A moça estava na cidade na virada do ano 2000 e guarda más recordações da ocasião. “Dessa vez a cidade está em evidência e acreditamos que vai ser muito pior. Em 2000 faltou água, faltou luz, comida, tudo. A cidade não tem estrutura. E como é um fato isolado cria-se um problema. O mundo não acaba, as pessoas vão embora de repente e cria-se uma inflação. Imóveis de 60, 70 mil estão por 200! Agora o pessoal daqui não tem condição de comprar mais nada”, pontua ela.
Festa do fim do mundo 
O prefeito da cidade, Alan Barbosa, que foi reeleito, já tem resposta pronta quando lhe perguntam se acredita no fim do mundo no dia 21 de dezembro: “Se eu acreditasse não teria concorrido”, brinca. Apesar da polêmica com a população local, ele vê a agitação ao redor do município com bons olhos.

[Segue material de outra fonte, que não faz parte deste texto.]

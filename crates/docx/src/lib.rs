//! Follow-up DOCX templating
//!
//! Renders Word documents from a `.docx` template whose text contains template-language
//! tags (`{{ patientName }}`, `{% for s in docSections %}`...).
//!
//! ## Model
//!
//! A `.docx` file is a zip archive of XML parts. Only the parts that carry document text are
//! rendered:
//!
//! ```text
//! word/document.xml
//! word/header*.xml, word/footer*.xml
//! word/footnotes.xml, word/endnotes.xml
//! ```
//!
//! Every other part (styles, media, relationships) is copied through byte for byte.
//!
//! Word routinely splits what the author typed as one tag across several runs
//! (`{{</w:t></w:r><w:r><w:t>name}}`), so parts are prepared before rendering. See
//! [`prepare_part`] for the exact rewrite rules.
//!
//! ## Example Usage
//!
//! ```no_run
//! use followup_docx::DocxTemplate;
//! use std::path::Path;
//!
//! # fn main() -> Result<(), Box<dyn std::error::Error>> {
//! let template = DocxTemplate::open(Path::new("templates/FU_TEMPLATE_Klickovich.docx"))?;
//! let bytes = template.render(&serde_json::json!({ "patientName": "Smith, John" }))?;
//! std::fs::write("Smith John.docx", bytes)?;
//! # Ok(())
//! # }
//! ```

mod template;
mod xml;

pub use template::DocxTemplate;
pub use xml::prepare_part;

use std::path::PathBuf;

/// Errors that can occur while loading or rendering a template
#[derive(Debug, thiserror::Error)]
pub enum DocxError {
    /// Template file does not exist
    #[error("template file not found: {}", .0.display())]
    NotFound(PathBuf),

    /// The archive does not contain a part every Word document must have
    #[error("template is missing required part {0}")]
    MissingPart(&'static str),

    /// A text part is not valid UTF-8
    #[error("part {part} is not valid UTF-8")]
    Encoding { part: String },

    /// The template language rejected a part
    #[error("failed to render {part}: {message}")]
    Render { part: String, message: String },

    /// Archive could not be read or written
    #[error("zip error: {0}")]
    Zip(#[from] zip::result::ZipError),

    /// I/O error occurred
    #[error("I/O error: {0}")]
    Io(#[from] std::io::Error),
}

pub type DocxResult<T> = std::result::Result<T, DocxError>;
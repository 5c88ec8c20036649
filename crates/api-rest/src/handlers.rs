use axum::extract::rejection::JsonRejection;
use axum::extract::State;
use axum::http::header::{CONTENT_DISPOSITION, CONTENT_TYPE};
use axum::http::{HeaderValue, StatusCode};
use axum::response::{IntoResponse, Json, Response};
use followup_core::constants::DOCX_MEDIA_TYPE;
use followup_core::{
    plan_uploads, AddPhysicianOutcome, DocumentRequest, FollowUpError, FollowUpResult,
    GeneratedDocument, UploadKind,
};
use followup_portal::PortalDocument;

use crate::error::{ApiError, ApiResult};
use crate::models::{
    AddPhysicianReq, AddPhysicianRes, ErrorRes, GenerateDocReq, HealthRes, MessageRes,
    UploadDocumentsReq, UploadDocumentsRes, UploadedDocument,
};
use crate::AppState;

fn json_body<T>(payload: Result<Json<T>, JsonRejection>) -> ApiResult<T> {
    payload
        .map(|Json(body)| body)
        .map_err(|rejection| ApiError::bad_request(rejection.body_text()))
}

/// Runs registry file I/O on the blocking pool.
async fn blocking<T, F>(work: F) -> ApiResult<T>
where
    F: FnOnce() -> FollowUpResult<T> + Send + 'static,
    T: Send + 'static,
{
    let result = tokio::task::spawn_blocking(work)
        .await
        .map_err(|e| FollowUpError::Task(e.to_string()))?;
    Ok(result?)
}

#[utoipa::path(
    get,
    path = "/",
    responses(
        (status = 200, description = "Liveness message", body = MessageRes)
    )
)]
#[axum::debug_handler]
pub async fn root() -> Json<MessageRes> {
    Json(MessageRes {
        message: "Welcome to the Follow-up Document Generator API".into(),
    })
}

#[utoipa::path(
    get,
    path = "/health",
    responses(
        (status = 200, description = "Health check response", body = HealthRes)
    )
)]
/// Health check endpoint for monitoring and load balancers.
#[axum::debug_handler]
pub async fn health() -> Json<HealthRes> {
    Json(HealthRes {
        ok: true,
        message: "Follow-up REST API is alive".into(),
    })
}

#[utoipa::path(
    get,
    path = "/physicians",
    responses(
        (status = 200, description = "Registered physician names in storage order", body = Vec<String>),
        (status = 500, description = "Physician store unreadable", body = ErrorRes)
    )
)]
/// List registered physicians.
#[axum::debug_handler]
pub async fn list_physicians(State(state): State<AppState>) -> ApiResult<Json<Vec<String>>> {
    let physicians = state.physicians.clone();
    let names = blocking(move || physicians.list()).await?;
    Ok(Json(names))
}

#[utoipa::path(
    post,
    path = "/physicians",
    request_body = AddPhysicianReq,
    responses(
        (status = 200, description = "Physician added, or already registered", body = AddPhysicianRes),
        (status = 400, description = "Name missing or blank", body = ErrorRes),
        (status = 500, description = "Physician store unreadable or unwritable", body = ErrorRes)
    )
)]
/// Register a physician.
///
/// Names are trimmed and compared case-insensitively; adding a name that is already
/// registered succeeds without changing the store and reports the stored spelling.
#[axum::debug_handler]
pub async fn add_physician(
    State(state): State<AppState>,
    payload: Result<Json<AddPhysicianReq>, JsonRejection>,
) -> ApiResult<Json<AddPhysicianRes>> {
    let req = json_body(payload)?;
    let physicians = state.physicians.clone();
    let outcome = blocking(move || physicians.add(&req.name)).await?;

    Ok(Json(AddPhysicianRes {
        message: outcome.message(),
        name: outcome.name().to_string(),
        added: matches!(outcome, AddPhysicianOutcome::Added(_)),
    }))
}

#[utoipa::path(
    post,
    path = "/generate-doc",
    request_body = GenerateDocReq,
    responses(
        (status = 200, description = "Rendered follow-up note as a DOCX attachment",
            content_type = "application/vnd.openxmlformats-officedocument.wordprocessingml.document"),
        (status = 400, description = "Body is not a JSON object", body = ErrorRes),
        (status = 422, description = "Required field missing", body = ErrorRes),
        (status = 500, description = "Template missing, render or storage failure", body = ErrorRes)
    )
)]
/// Render a follow-up visit note.
///
/// The DOCX is stored under the output directory, converted to PDF where possible, and
/// returned as a download named after `fileName` (or `patientName`).
#[axum::debug_handler]
pub async fn generate_doc(
    State(state): State<AppState>,
    payload: Result<Json<GenerateDocReq>, JsonRejection>,
) -> ApiResult<Response> {
    let GenerateDocReq(body) = json_body(payload)?;
    let request = DocumentRequest::from_value(body)?;

    let doc = state.documents.generate(request).await?;

    if state.cfg.auto_upload() {
        spawn_auto_upload(&state, &doc);
    }

    let disposition = HeaderValue::from_str(&doc.content_disposition()).map_err(|e| {
        ApiError::new(
            StatusCode::INTERNAL_SERVER_ERROR,
            format!("invalid Content-Disposition for '{}': {e}", doc.file_name),
        )
    })?;
    let headers = [
        (CONTENT_TYPE, HeaderValue::from_static(DOCX_MEDIA_TYPE)),
        (CONTENT_DISPOSITION, disposition),
    ];

    Ok((headers, doc.bytes).into_response())
}

/// Queues the freshly converted PDF for portal upload. Failures are logged only.
fn spawn_auto_upload(state: &AppState, doc: &GeneratedDocument) {
    let (Some(pdf), Some(date)) = (&doc.pdf_path, &doc.date_of_evaluation) else {
        tracing::warn!(
            "auto-upload skipped for '{}': PDF or dateOfEvaluation missing",
            doc.file_name
        );
        return;
    };

    let documents = vec![PortalDocument::titled(
        UploadKind::Transcribed.title(date),
        pdf.clone(),
    )];
    let uploader = state.uploader.clone();
    let label = doc.file_name.to_string();

    tokio::spawn(async move {
        match uploader.upload(documents).await {
            Ok(reports) => tracing::info!("auto-uploaded {} document(s) for '{}'", reports.len(), label),
            Err(e) => tracing::error!("auto-upload failed for '{}': {}", label, e),
        }
    });
}

#[utoipa::path(
    post,
    path = "/upload-documents",
    request_body = UploadDocumentsReq,
    responses(
        (status = 200, description = "Documents uploaded", body = UploadDocumentsRes),
        (status = 202, description = "Upload started in the background", body = UploadDocumentsRes),
        (status = 400, description = "fileName or dateOfEvaluation missing", body = ErrorRes),
        (status = 404, description = "No matching PDF on disk", body = ErrorRes),
        (status = 502, description = "Portal automation failed", body = ErrorRes)
    )
)]
/// Upload a patient's notes to the practice-management portal.
///
/// The RAW note (when `rawFileName` is given) is uploaded first, then the newest PDF in the
/// patient's document folder.
#[axum::debug_handler]
pub async fn upload_documents(
    State(state): State<AppState>,
    payload: Result<Json<UploadDocumentsReq>, JsonRejection>,
) -> ApiResult<(StatusCode, Json<UploadDocumentsRes>)> {
    let req = json_body(payload)?;
    let file_name = req.file_name.trim().to_string();

    let documents: Vec<PortalDocument> = plan_uploads(
        &state.cfg,
        &file_name,
        &req.date_of_evaluation,
        req.raw_file_name.as_deref(),
    )?
    .into_iter()
    .map(|planned| PortalDocument::titled(planned.title, planned.path))
    .collect();

    if req.background {
        let uploader = state.uploader.clone();
        let label = file_name.clone();
        tokio::spawn(async move {
            match uploader.upload(documents).await {
                Ok(reports) => {
                    tracing::info!("uploaded {} document(s) for '{}'", reports.len(), label)
                }
                Err(e) => tracing::error!("background upload failed for '{}': {}", label, e),
            }
        });

        return Ok((
            StatusCode::ACCEPTED,
            Json(UploadDocumentsRes {
                message: format!("Upload triggered for '{file_name}'."),
                uploads: Vec::new(),
            }),
        ));
    }

    let reports = state.uploader.upload(documents).await?;
    let uploads: Vec<UploadedDocument> = reports
        .into_iter()
        .map(|r| UploadedDocument {
            title: r.title,
            path: r.path.display().to_string(),
            confirmed: r.confirmed,
        })
        .collect();

    Ok((
        StatusCode::OK,
        Json(UploadDocumentsRes {
            message: format!("Uploaded {} document(s) for '{file_name}'.", uploads.len()),
            uploads,
        }),
    ))
}
mod support;

use axum::body::Body;
use axum::http::{Method, Request, StatusCode};
use serde_json::json;
use std::fs;
use support::TestApp;
use tower::ServiceExt as _;

#[tokio::test]
async fn root_and_health_are_alive() {
    let app = TestApp::new();

    let (status, body) = app.request_json(Method::GET, "/", None).await;
    assert_eq!(status, StatusCode::OK);
    assert_eq!(body["message"], "Welcome to the Follow-up Document Generator API");

    let (status, body) = app.request_json(Method::GET, "/health", None).await;
    assert_eq!(status, StatusCode::OK);
    assert_eq!(body["ok"], true);
}

#[tokio::test]
async fn physicians_start_empty() {
    let app = TestApp::new();

    let (status, body) = app.request_json(Method::GET, "/physicians", None).await;

    assert_eq!(status, StatusCode::OK);
    assert_eq!(body, json!([]));
}

#[tokio::test]
async fn add_physician_is_idempotent_ignoring_case() {
    let app = TestApp::new();

    let (status, body) = app
        .request_json(Method::POST, "/physicians", Some(json!({ "name": "  Dr. Klickovich " })))
        .await;
    assert_eq!(status, StatusCode::OK);
    assert_eq!(body["name"], "Dr. Klickovich");
    assert_eq!(body["added"], true);

    let (status, body) = app
        .request_json(Method::POST, "/add-physician", Some(json!({ "name": "DR. KLICKOVICH" })))
        .await;
    assert_eq!(status, StatusCode::OK);
    assert_eq!(body["added"], false);
    assert_eq!(body["message"], "Physician 'Dr. Klickovich' already exists.");

    let (_, body) = app.request_json(Method::GET, "/physicians", None).await;
    assert_eq!(body, json!(["Dr. Klickovich"]));
}

#[tokio::test]
async fn blank_or_missing_name_is_rejected() {
    let app = TestApp::new();

    for payload in [json!({ "name": "   " }), json!({})] {
        let (status, body) = app
            .request_json(Method::POST, "/physicians", Some(payload))
            .await;
        assert_eq!(status, StatusCode::BAD_REQUEST);
        assert_eq!(body["detail"], "Physician name is required.");
    }
}

#[tokio::test]
async fn malformed_json_is_a_bad_request() {
    let app = TestApp::new();

    let (status, body) = app
        .request_json(Method::POST, "/physicians", Some(json!("just a string")))
        .await;

    assert_eq!(status, StatusCode::BAD_REQUEST);
    assert!(body["detail"].is_string());
}

#[tokio::test]
async fn corrupt_store_is_a_server_error() {
    let app = TestApp::new();
    fs::write(app.cfg.physicians_file(), "{oops").unwrap();

    let (status, body) = app.request_json(Method::GET, "/physicians", None).await;

    assert_eq!(status, StatusCode::INTERNAL_SERVER_ERROR);
    assert!(body["detail"].as_str().unwrap().contains("not valid JSON"));
}

#[tokio::test(flavor = "multi_thread", worker_threads = 4)]
async fn concurrent_duplicate_adds_store_one_entry() {
    let app = TestApp::new();

    let handles: Vec<_> = (0..8)
        .map(|i| {
            let router = app.router.clone();
            let name = if i % 2 == 0 { "Dr. Same" } else { "dr. same" };
            let request = Request::builder()
                .method(Method::POST)
                .uri("/physicians")
                .header("content-type", "application/json")
                .body(Body::from(json!({ "name": name }).to_string()))
                .unwrap();
            tokio::spawn(async move { router.oneshot(request).await.unwrap().status() })
        })
        .collect();

    for handle in handles {
        assert_eq!(handle.await.unwrap(), StatusCode::OK);
    }
    let (_, body) = app.request_json(Method::GET, "/physicians", None).await;
    assert_eq!(body.as_array().unwrap().len(), 1);
}

#[tokio::test]
async fn openapi_document_lists_endpoints() {
    let app = TestApp::new();

    let (status, body) = app
        .request_json(Method::GET, "/api-docs/openapi.json", None)
        .await;

    assert_eq!(status, StatusCode::OK);
    for path in ["/", "/physicians", "/generate-doc", "/upload-documents"] {
        assert!(body["paths"].get(path).is_some(), "missing {path}");
    }
}
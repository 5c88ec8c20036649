//! Locating the PDFs that make up one portal upload.

use crate::constants::{PDF_EXTENSION, RAW_TITLE_PREFIX, TRANSCRIBED_TITLE_PREFIX};
use crate::{CoreConfig, FollowUpError, FollowUpResult};
use followup_types::SafeFileName;
use std::fs;
use std::path::{Path, PathBuf};
use std::time::SystemTime;

#[derive(Debug, Clone, Copy, PartialEq, Eq)]
pub enum UploadKind {
    /// Externally supplied raw visit note from the RAW directory.
    Raw,
    /// PDF generated from the follow-up template.
    Transcribed,
}

impl UploadKind {
    fn title_prefix(self) -> &'static str {
        match self {
            UploadKind::Raw => RAW_TITLE_PREFIX,
            UploadKind::Transcribed => TRANSCRIBED_TITLE_PREFIX,
        }
    }

    /// Portal title for a note evaluated on `date`.
    pub fn title(self, date: &str) -> String {
        format!("{} {}", self.title_prefix(), date.trim())
    }
}

/// One file to send to the portal.
#[derive(Debug, Clone, PartialEq, Eq)]
pub struct PlannedUpload {
    pub kind: UploadKind,
    pub title: String,
    pub path: PathBuf,
}

fn is_pdf(path: &Path) -> bool {
    path.is_file()
        && path
            .extension()
            .and_then(|e| e.to_str())
            .is_some_and(|e| e.eq_ignore_ascii_case(PDF_EXTENSION))
}

fn pdf_entries(dir: &Path) -> FollowUpResult<Vec<PathBuf>> {
    let entries = match fs::read_dir(dir) {
        Ok(entries) => entries,
        Err(e) if e.kind() == std::io::ErrorKind::NotFound => return Ok(Vec::new()),
        Err(e) => return Err(FollowUpError::FileRead(e)),
    };
    Ok(entries
        .flatten()
        .map(|entry| entry.path())
        .filter(|path| is_pdf(path))
        .collect())
}

/// First PDF in `dir`, in file-name order, whose name starts with `prefix`.
///
/// A missing directory yields `Ok(None)`.
pub fn find_pdf_by_prefix(dir: &Path, prefix: &str) -> FollowUpResult<Option<PathBuf>> {
    let mut matches: Vec<PathBuf> = pdf_entries(dir)?
        .into_iter()
        .filter(|path| {
            path.file_name()
                .and_then(|n| n.to_str())
                .is_some_and(|n| n.starts_with(prefix))
        })
        .collect();
    matches.sort();
    Ok(matches.into_iter().next())
}

/// Most recently modified PDF in `dir`; ties go to the greater file name.
pub fn latest_pdf_in(dir: &Path) -> FollowUpResult<Option<PathBuf>> {
    let mut newest: Option<(SystemTime, PathBuf)> = None;
    for path in pdf_entries(dir)? {
        let modified = fs::metadata(&path)
            .and_then(|m| m.modified())
            .map_err(FollowUpError::FileRead)?;
        let is_newer = newest
            .as_ref()
            .is_none_or(|(time, current)| (modified, &path) > (*time, current));
        if is_newer {
            newest = Some((modified, path));
        }
    }
    Ok(newest.map(|(_, path)| path))
}

/// Resolves the files for one upload: the RAW note first (when `raw_prefix` is given), then
/// the newest transcribed PDF in the patient's document folder.
///
/// A blank `raw_prefix` is treated like `None`: only the transcribed note is planned.
///
/// # Errors
///
/// - `InvalidInput` if `file_name` or `date_of_evaluation` is blank, or `file_name` has no
///   usable characters
/// - `UploadFileNotFound` if either file cannot be found
pub fn plan_uploads(
    cfg: &CoreConfig,
    file_name: &str,
    date_of_evaluation: &str,
    raw_prefix: Option<&str>,
) -> FollowUpResult<Vec<PlannedUpload>> {
    if date_of_evaluation.trim().is_empty() {
        return Err(FollowUpError::InvalidInput(
            "dateOfEvaluation is required.".into(),
        ));
    }
    if file_name.trim().is_empty() {
        return Err(FollowUpError::InvalidInput("fileName is required.".into()));
    }
    let stem = SafeFileName::sanitise(file_name).ok_or_else(|| {
        FollowUpError::InvalidInput(format!("fileName '{file_name}' has no usable characters"))
    })?;

    let mut planned = Vec::with_capacity(2);

    if let Some(prefix) = raw_prefix.map(str::trim).filter(|p| !p.is_empty()) {
        let path = find_pdf_by_prefix(cfg.raw_dir(), prefix)?.ok_or_else(|| {
            FollowUpError::UploadFileNotFound(format!(
                "No RAW PDF starting with '{prefix}' in {}",
                cfg.raw_dir().display()
            ))
        })?;
        planned.push(PlannedUpload {
            kind: UploadKind::Raw,
            title: UploadKind::Raw.title(date_of_evaluation),
            path,
        });
    }

    let folder = cfg.output_dir().join(stem.as_str());
    let path = latest_pdf_in(&folder)?.ok_or_else(|| {
        FollowUpError::UploadFileNotFound(format!(
            "No PDF found for '{stem}' in {}",
            folder.display()
        ))
    })?;
    planned.push(PlannedUpload {
        kind: UploadKind::Transcribed,
        title: UploadKind::Transcribed.title(date_of_evaluation),
        path,
    });

    Ok(planned)
}

#[cfg(test)]
mod tests {
    use super::*;
    use std::time::Duration;
    use tempfile::TempDir;

    fn config(temp: &TempDir) -> CoreConfig {
        CoreConfig::new(
            temp.path().join("data"),
            temp.path().join("fu.docx"),
            temp.path().join("out"),
        )
    }

    fn touch(path: &Path) {
        fs::create_dir_all(path.parent().unwrap()).unwrap();
        fs::write(path, b"%PDF-1.4").unwrap();
    }

    #[test]
    fn test_find_pdf_by_prefix_picks_first_match() {
        let temp = TempDir::new().unwrap();
        touch(&temp.path().join("RAWTRANSCIBED-CKOUT-2025-03-01 b.pdf"));
        touch(&temp.path().join("RAWTRANSCIBED-CKOUT-2025-03-01 a.PDF"));
        touch(&temp.path().join("RAWTRANSCIBED-CKOUT-2025-03-01.docx"));
        touch(&temp.path().join("OTHER.pdf"));

        let found = find_pdf_by_prefix(temp.path(), "RAWTRANSCIBED-CKOUT-2025-03-01").unwrap();

        assert_eq!(found, Some(temp.path().join("RAWTRANSCIBED-CKOUT-2025-03-01 a.PDF")));
        assert_eq!(find_pdf_by_prefix(temp.path(), "NOPE").unwrap(), None);
        assert_eq!(find_pdf_by_prefix(&temp.path().join("missing"), "R").unwrap(), None);
    }

    #[test]
    fn test_latest_pdf_in_prefers_newest() {
        let temp = TempDir::new().unwrap();
        let older = temp.path().join("Smith John.pdf");
        let newer = temp.path().join("Smith John (2).pdf");
        touch(&older);
        std::thread::sleep(Duration::from_millis(20));
        touch(&newer);

        assert_eq!(latest_pdf_in(temp.path()).unwrap(), Some(newer));
    }

    #[test]
    fn test_plan_uploads_orders_raw_first() {
        let temp = TempDir::new().unwrap();
        let cfg = config(&temp);
        touch(&cfg.raw_dir().join("RAW-SMITH-2025-03-01.pdf"));
        touch(&cfg.output_dir().join("Smith John").join("Smith John.pdf"));

        let planned =
            plan_uploads(&cfg, "Smith: John", "2025-03-01", Some("RAW-SMITH")).unwrap();

        assert_eq!(planned.len(), 2);
        assert_eq!(planned[0].kind, UploadKind::Raw);
        assert_eq!(planned[0].title, "RAW DATA FOLLOW UP VISIT NOTE ON 2025-03-01");
        assert_eq!(planned[1].kind, UploadKind::Transcribed);
        assert_eq!(planned[1].title, "TRANSCRIBED DATA FOLLOW UP VISIT NOTE ON 2025-03-01");
        assert_eq!(
            planned[1].path,
            cfg.output_dir().join("Smith John").join("Smith John.pdf")
        );
    }

    #[test]
    fn test_plan_uploads_reports_missing_files() {
        let temp = TempDir::new().unwrap();
        let cfg = config(&temp);

        let err = plan_uploads(&cfg, "Smith John", "2025-03-01", None).unwrap_err();
        assert!(matches!(err, FollowUpError::UploadFileNotFound(ref m) if m.contains("Smith John")));

        touch(&cfg.output_dir().join("Smith John").join("Smith John.pdf"));
        let err = plan_uploads(&cfg, "Smith John", "2025-03-01", Some("RAW-X")).unwrap_err();
        assert!(matches!(err, FollowUpError::UploadFileNotFound(ref m) if m.contains("RAW-X")));
    }

    #[test]
    fn test_blank_raw_prefix_plans_only_the_transcribed_note() {
        let temp = TempDir::new().unwrap();
        let cfg = config(&temp);
        touch(&cfg.raw_dir().join("RAW-SMITH-2025-03-01.pdf"));
        touch(&cfg.output_dir().join("Smith John").join("Smith John.pdf"));

        let planned = plan_uploads(&cfg, "Smith John", "2025-03-01", Some("  ")).unwrap();

        assert_eq!(planned.len(), 1);
        assert_eq!(planned[0].kind, UploadKind::Transcribed);
    }

    #[test]
    fn test_plan_uploads_rejects_blank_selectors() {
        let temp = TempDir::new().unwrap();
        let cfg = config(&temp);

        assert!(matches!(
            plan_uploads(&cfg, "  ", "2025-03-01", None),
            Err(FollowUpError::InvalidInput(_))
        ));
        assert!(matches!(
            plan_uploads(&cfg, "???", "2025-03-01", None),
            Err(FollowUpError::InvalidInput(_))
        ));
        assert!(matches!(
            plan_uploads(&cfg, "Smith", " ", None),
            Err(FollowUpError::InvalidInput(_))
        ));
    }
}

“Todos esses movimentos que se identificaram com Alto Paraíso foram positivos porque vivemos de turismo, de pessoas que vêm conhecer a nossa cidade seja pelo motivo que for”, pondera. E completa: “Quando há questões mais pejorativas fica ruim porque ficamos com cara de palhaço. A cidade atrai pessoas místicas porque tem um histórico. Só que a população mesmo de Alto Paraíso não está ligada a isso”.
De acordo com o prefeito, o plano é tentar capitalizar a situação. “Precisamos explorar esses momentos para trazer gente para cá. E depois da festa do fim do mundo a gente faz a festa do recomeço do mundo”, sugere. “Precisamos é de investimento num circuito turístico porque temos cachoeiras, águas termais, muitas riqueza de verdade”, conta ele.
Apesar de não acreditar no apocalipse, o prefeito já faz planos para a data. “Como dia 12 de dezembro é aniversário de Alto Paraíso, nesse período devemos fazer uma festa nossa, talvez uma semana de festividades. Começamos no aniversário da cidade e esticamos até a festa do fim do mundo”, diz ele.
Para Barbosa, apesar de todas as maravilhas da Chapada dos Veadeiros, a maior riqueza de Alto Paraíso está na diversidade cultural dos habitantes: “Gente que traz influência da Índia para cá, tem alemão, suíço e iraniano. Isso é Alto Paraíso. A nossa riqueza é tratar tudo isso com naturalidade. Tem espaço para tudo quanto é manifestação cultural, religiosa, festas diferentes, eventos diferentes. Temos espaço até para o fim do mundo”.